Parameters and Computational Barriers: Traditional open source licensing assumes accessible software that users can run and modify with standard resources. In contrast, LLMs require extensive computational power to reproduce, even with access to model weights and architecture. This makes “openness” in AI much more resource-intensive and exclusive, limiting the practical freedoms intended by the OSD.
Legal and Reproducibility Issues: Unlike software, simply releasing weights and source code doesn’t necessarily mean a system is accessible. Without the underlying data and a way to reproduce the results fully, LLMs fall short of open source’s transparency and accessibility goals.

Case in Point: Meta’s Llama 3 License

Meta’s Llama 3 Community License Agreement offers a prominent example of how traditional open source licensing falls short in AI applications.

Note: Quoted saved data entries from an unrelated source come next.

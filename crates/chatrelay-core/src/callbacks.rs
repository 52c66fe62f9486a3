use std::sync::{Arc, RwLock, RwLockReadGuard, RwLockWriteGuard};

use crate::{error::ClientError, types::ConnectionState};

/// Callback invoked with each pairing code as it is issued.
pub type PairingCodeCallback = Arc<dyn Fn(&str) + Send + Sync>;
/// Callback invoked once per lifecycle transition with the new state name.
pub type StateChangeCallback = Arc<dyn Fn(&str, Option<&ClientError>) + Send + Sync>;
/// Callback invoked with `(chat_id, sender_name, text)` for routed messages.
pub type MessageCallback = Arc<dyn Fn(&str, &str, &str) + Send + Sync>;

/// Three independently settable callback slots with last-write-wins
/// semantics.
///
/// Slots may be replaced before or after `connect`. Callbacks run
/// synchronously on the transport's event-delivery context: an
/// implementation that needs to block must hand off to its own task, or it
/// stalls message and state delivery for the whole session.
#[derive(Default)]
pub struct CallbackRegistry {
    on_pairing_code: RwLock<Option<PairingCodeCallback>>,
    on_state_change: RwLock<Option<StateChangeCallback>>,
    on_message: RwLock<Option<MessageCallback>>,
}

// Recover from lock poisoning; callback slots hold no invariants a panic
// could break.
fn read_slot<T>(lock: &RwLock<T>) -> RwLockReadGuard<'_, T> {
    lock.read().unwrap_or_else(|e| e.into_inner())
}

fn write_slot<T>(lock: &RwLock<T>) -> RwLockWriteGuard<'_, T> {
    lock.write().unwrap_or_else(|e| e.into_inner())
}

impl CallbackRegistry {
    pub fn new() -> Self {
        Self::default()
    }

    pub fn set_on_pairing_code<F>(&self, callback: F)
    where
        F: Fn(&str) + Send + Sync + 'static,
    {
        *write_slot(&self.on_pairing_code) = Some(Arc::new(callback));
    }

    pub fn set_on_state_change<F>(&self, callback: F)
    where
        F: Fn(&str, Option<&ClientError>) + Send + Sync + 'static,
    {
        *write_slot(&self.on_state_change) = Some(Arc::new(callback));
    }

    pub fn set_on_message<F>(&self, callback: F)
    where
        F: Fn(&str, &str, &str) + Send + Sync + 'static,
    {
        *write_slot(&self.on_message) = Some(Arc::new(callback));
    }

    /// Forward a pairing code. No-op when the slot is empty.
    pub fn emit_pairing_code(&self, code: &str) {
        let callback = read_slot(&self.on_pairing_code).clone();
        if let Some(callback) = callback {
            callback(code);
        }
    }

    /// Forward a lifecycle transition. No-op when the slot is empty.
    pub fn emit_state_change(&self, state: ConnectionState, err: Option<&ClientError>) {
        let callback = read_slot(&self.on_state_change).clone();
        if let Some(callback) = callback {
            callback(state.as_str(), err);
        }
    }

    /// Forward a routed message. No-op when the slot is empty.
    pub fn emit_message(&self, chat_id: &str, sender_name: &str, text: &str) {
        let callback = read_slot(&self.on_message).clone();
        if let Some(callback) = callback {
            callback(chat_id, sender_name, text);
        }
    }
}

#[cfg(test)]
mod tests {
    use std::sync::Mutex;

    use super::*;

    #[test]
    fn emits_without_callback_set_is_a_no_op() {
        let registry = CallbackRegistry::new();
        registry.emit_pairing_code("CODE-1");
        registry.emit_state_change(ConnectionState::Connected, None);
        registry.emit_message("555@s.net", "Alice", "hi");
    }

    #[test]
    fn last_write_wins_per_slot() {
        let registry = CallbackRegistry::new();
        let seen = Arc::new(Mutex::new(Vec::new()));

        let first = Arc::clone(&seen);
        registry.set_on_pairing_code(move |code| {
            first.lock().unwrap().push(format!("first:{code}"));
        });
        let second = Arc::clone(&seen);
        registry.set_on_pairing_code(move |code| {
            second.lock().unwrap().push(format!("second:{code}"));
        });

        registry.emit_pairing_code("CODE-2");
        assert_eq!(*seen.lock().unwrap(), vec!["second:CODE-2".to_owned()]);
    }

    #[test]
    fn forwards_state_name_and_error() {
        let registry = CallbackRegistry::new();
        let seen = Arc::new(Mutex::new(Vec::new()));

        let sink = Arc::clone(&seen);
        registry.set_on_state_change(move |state, err| {
            sink.lock()
                .unwrap()
                .push((state.to_owned(), err.cloned()));
        });

        registry.emit_state_change(ConnectionState::Error, Some(&ClientError::AlreadyConnected));
        let seen = seen.lock().unwrap();
        assert_eq!(seen[0].0, "Error");
        assert_eq!(seen[0].1, Some(ClientError::AlreadyConnected));
    }
}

While Meta has labeled Llama 3 as “open source,” its license diverges from OSD norms in several key ways, making the term “open source” somewhat misleading:

Controlled Redistribution and Use: Meta’s license grants a non-exclusive, non-transferable, royalty-free license but mandates prominent branding (“Built with Meta Llama 3”) on any derivative works or products using Llama 3. It also restricts using the model to train or improve any other LLM. Such conditions are inconsistent with standard open source licenses, which typically avoid branding mandates and restrictions on derivative use.
Proprietary Data and Reproducibility: The license allows users access to model weights and code but lacks data transparency—without which true reproducibility isn’t feasible. Open source emphasizes accessibility, but without a TDBOM, reproducing Llama 3’s training process is challenging, if not impossible.
Limitations on Usage: Meta’s license restricts specific applications of the Llama 3 model, including its use in military, critical infrastructure, and other high-risk environments, as outlined in its Acceptable Use Policy. Such restrictions highlight the gap between open source’s unrestrictive ethos and LLM-specific requirements.
Additional Licensing Complexity: Llama 3’s license terminates user rights if their organization exceeds 700 million monthly active users without securing an additional license. These limitations further demonstrate the controlled nature of Llama’s distribution and fall short of true open source principles.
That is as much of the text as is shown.